Saturday, February 10, 2007

Three-dimensionality part three (footnote)

What art offers is space - a certain breathing room for the spirit.

John Updike



Big thanks to Mike Brent who after my February 6 post commented:

On a similar note, here's a super-cool video about Ron Mueck, ultra-realist sculptor extraordinaire:

25min documentary

small clip

His stuff is so real it's scary!


If you haven’t checked out these clips, please do. Shelley and I watched them last night (Shelley for the second time) and we were awed by how real and evocative Ron Mueck’s works are. Then I awoke this morning and realized that something was missing. It was the joy. There was no joy. Now, I do understand that art does not have to be joyful. In fact, part of its value is often to stir us up. Nevertheless, art for me is primarily pleasure and joy is the quality I look for as an inner response to what I am viewing.

With Anne Mitrani and Lisa Lichtenfels there is a compelling joyousness that draws me in.
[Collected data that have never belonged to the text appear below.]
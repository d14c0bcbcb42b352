//! # eventhub-entity
//!
//! Domain entity models and enums for EventHub, the validated input
//! structs that operations accept, and the [`store`] traits that the
//! service layer consumes.

pub mod event;
pub mod store;
pub mod user;

pub use event::{Category, Event, EventDetail, EventFilter, EventInput, EventSummary, JoinOutcome};
pub use store::{EventStore, UserStore};
pub use user::{ProfileUpdate, Registration, User, UserSummary};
With Ron Mueck I am left outside the work as a neutral observer-perhaps not so neutral, because I feel a certain emptiness. Of course, my rambling thoughts do not take away from the brilliance of the work and the clips are really a must see.

2 comments:

Darkmatters said...

Hey, thanks for transferring that here to the main blog! I'm glad you and Shelley enjoyed it! Interesting observation.... I hadn't really thought about the work expressing emptiness, but now that you mention it it really does.
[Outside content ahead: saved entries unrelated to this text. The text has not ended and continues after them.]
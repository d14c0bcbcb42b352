//! Event entity model, validated inputs, and read models.

use chrono::{DateTime, Utc};
use serde::{Deserialize, Serialize};
use sqlx::FromRow;

use eventhub_core::types::{EventId, UserId};
use eventhub_core::{AppError, AppResult};

use super::category::Category;
use crate::user::UserSummary;

/// Minimum length of an event description, in characters.
pub const MIN_DESCRIPTION_CHARS: usize = 10;

/// A published event.
#[derive(Debug, Clone, Serialize, Deserialize, FromRow)]
pub struct Event {
    /// Unique event identifier.
    pub id: EventId,
    /// Event title.
    pub title: String,
    /// Event description.
    pub description: String,
    /// Scheduled occurrence. An event is "upcoming" iff `date >= now`.
    pub date: DateTime<Utc>,
    /// Where the event takes place.
    pub location: String,
    /// Event category.
    pub category: Category,
    /// Attendee capacity. `None` means unlimited.
    pub max_attendees: Option<i32>,
    /// The user who created the event. Immutable; sole authority to
    /// update or delete it.
    pub organizer: UserId,
    /// When the event was published. Immutable.
    pub created_at: DateTime<Utc>,
}

/// Validated fields for creating or updating an event.
///
/// The attendee set and the organizer are never part of this input;
/// updates cannot touch them.
#[derive(Debug, Clone, Serialize, Deserialize)]
pub struct EventInput {
    /// Event title.
    pub title: String,
    /// Event description.
    pub description: String,
    /// Scheduled occurrence.
    pub date: DateTime<Utc>,
    /// Where the event takes place.
    pub location: String,
    /// Event category. Defaults to [`Category::Other`] when unspecified.
    #[serde(default)]
    pub category: Category,
    /// Attendee capacity; must be positive when given.
    #[serde(default)]
    pub max_attendees: Option<i32>,
}

impl EventInput {
    /// Validate the shape of the event fields.
    pub fn validate(&self) -> AppResult<()> {
        if self.title.trim().is_empty() {
            return Err(AppError::validation("Title is required"));
        }
        if self.description.chars().count() < MIN_DESCRIPTION_CHARS {
            return Err(AppError::validation(format!(
                "Description must be at least {MIN_DESCRIPTION_CHARS} characters"
            )));
        }
        if self.location.trim().is_empty() {
            return Err(AppError::validation("Location is required"));
        }
        if let Some(max) = self.max_attendees {
            if max < 1 {
                return Err(AppError::validation(
                    "Maximum attendees must be a positive number",
                ));
            }
        }
        Ok(())
    }
}

/// Data required to persist a new event. The input is already validated.
#[derive(Debug, Clone)]
pub struct NewEvent {
    /// Validated event fields.
    pub input: EventInput,
    /// The creating user, recorded as the organizer.
    pub organizer: UserId,
}

/// An event enriched with organizer display fields and the current
/// attendee count, as returned by listings.
#[derive(Debug, Clone, Serialize, Deserialize, FromRow)]
pub struct EventSummary {
    /// The event itself.
    #[sqlx(flatten)]
    #[serde(flatten)]
    pub event: Event,
    /// Organizer's username.
    pub organizer_username: String,
    /// Organizer's email.
    pub organizer_email: String,
    /// Number of current attendees.
    pub attendee_count: i64,
}

/// A single event with organizer and attendee identities resolved to
/// display fields.
#[derive(Debug, Clone, Serialize, Deserialize)]
pub struct EventDetail {
    /// The event itself.
    #[serde(flatten)]
    pub event: Event,
    /// The organizer's display fields.
    pub organizer: UserSummary,
    /// Attendee display fields, in join order.
    pub attendees: Vec<UserSummary>,
}

/// Result of an attempted attendee insertion.
///
/// The capacity check and the insert are evaluated by the store as one
/// indivisible step, so this outcome is authoritative even under
/// concurrent joins.
#[derive(Debug, Clone, Copy, PartialEq, Eq)]
pub enum JoinOutcome {
    /// The actor was added to the attendee set.
    Joined,
    /// The actor was already in the attendee set.
    AlreadyJoined,
    /// The event is at capacity.
    Full,
}

#[cfg(test)]
mod tests {
    use super::*;

    fn input() -> EventInput {
        EventInput {
            title: "Jazz Night".to_string(),
            description: "A night of live music".to_string(),
            date: Utc::now(),
            location: "Blue Note".to_string(),
            category: Category::Music,
            max_attendees: Some(30),
        }
    }

    #[test]
    fn test_valid_input() {
        assert!(input().validate().is_ok());
    }

    #[test]
    fn test_rejects_blank_title() {
        let mut i = input();
        i.title = "   ".to_string();
        assert!(i.validate().is_err());
    }

    #[test]
    fn test_rejects_short_description() {
        let mut i = input();
        i.description = "too short".to_string();
        assert!(i.validate().is_err());
    }

    #[test]
    fn test_rejects_blank_location() {
        let mut i = input();
        i.location = String::new();
        assert!(i.validate().is_err());
    }

    #[test]
    fn test_rejects_nonpositive_capacity() {
        let mut i = input();
        i.max_attendees = Some(0);
        assert!(i.validate().is_err());
        i.max_attendees = Some(-5);
        assert!(i.validate().is_err());
        i.max_attendees = None;
        assert!(i.validate().is_ok());
    }

    #[test]
    fn test_category_defaults_to_other_in_json() {
        let json = r#"{
            "title": "Picnic",
            "description": "Bring your own basket",
            "date": "2031-06-01T12:00:00Z",
            "location": "Riverside park"
        }"#;
        let parsed: EventInput = serde_json::from_str(json).unwrap();
        assert_eq!(parsed.category, Category::Other);
    }
}
//! JWT session token creation and validation with configurable TTL.

use chrono::{DateTime, Utc};
use jsonwebtoken::{DecodingKey, EncodingKey, Header, Validation, decode, encode};
use uuid::Uuid;

use eventhub_core::AppError;
use eventhub_core::config::AuthConfig;
use eventhub_core::types::UserId;

use super::claims::Claims;

/// Creates and validates signed session tokens (HMAC-SHA256).
#[derive(Clone)]
pub struct TokenCodec {
    /// HMAC secret key for signing.
    encoding_key: EncodingKey,
    /// HMAC secret key for verification.
    decoding_key: DecodingKey,
    /// Token TTL in hours.
    ttl_hours: i64,
}

/// A freshly issued session token.
#[derive(Debug, Clone, serde::Serialize, serde::Deserialize)]
pub struct IssuedToken {
    /// The signed token string.
    pub token: String,
    /// When the token expires.
    pub expires_at: DateTime<Utc>,
}

impl TokenCodec {
    /// Creates a new codec from auth configuration.
    pub fn new(config: &AuthConfig) -> Self {
        Self {
            encoding_key: EncodingKey::from_secret(config.jwt_secret.as_bytes()),
            decoding_key: DecodingKey::from_secret(config.jwt_secret.as_bytes()),
            ttl_hours: config.token_ttl_hours as i64,
        }
    }

    /// Issues a new session token for the given user.
    pub fn issue(&self, user_id: UserId, username: &str) -> Result<IssuedToken, AppError> {
        let now = Utc::now();
        let expires_at = now + chrono::Duration::hours(self.ttl_hours);

        let claims = Claims {
            sub: user_id,
            username: username.to_string(),
            iat: now.timestamp(),
            exp: expires_at.timestamp(),
            jti: Uuid::new_v4(),
        };

        let token = encode(&Header::default(), &claims, &self.encoding_key)
            .map_err(|e| AppError::internal(format!("Failed to encode session token: {e}")))?;

        Ok(IssuedToken { token, expires_at })
    }

    /// Decodes and validates a session token, checking the signature and
    /// expiry.
    pub fn verify(&self, token: &str) -> Result<Claims, AppError> {
        decode::<Claims>(token, &self.decoding_key, &Validation::default())
            .map(|data| data.claims)
            .map_err(|e| {
                AppError::invalid_credentials(format!("Invalid or expired session token: {e}"))
            })
    }
}

impl std::fmt::Debug for TokenCodec {
    fn fmt(&self, f: &mut std::fmt::Formatter<'_>) -> std::fmt::Result {
        f.debug_struct("TokenCodec")
            .field("ttl_hours", &self.ttl_hours)
            .finish()
    }
}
In some of the pieces however, I'm getting something very subtle and deep down, at an almost buried level, that appeals to me powerfully, and the best way I can describe it is - the ordinary; even the ugly raised to the level of the sublime. I especially feel it in his pregnant women, looking at the details. I don't know how he can do it, he must feel a deep love for all humanity to be able to make even ugly people somehow beautiful. Maybe I shouldn't say ugly, but drab or ordinary.

Ulysses said...

Thank you, Mike. Ron Mueck's work is compelling, the face of the pregnant woman has stayed with me.
Chatting with Shelley today I was able to clarify why I have such a thing about the joy in art. It is because life itself gives me a sufficient taste of the pain, tension, and struggle inherent within it. In many ways Mueck's work once again puts "reality" in my face. It brings up so much. Much food for thought here.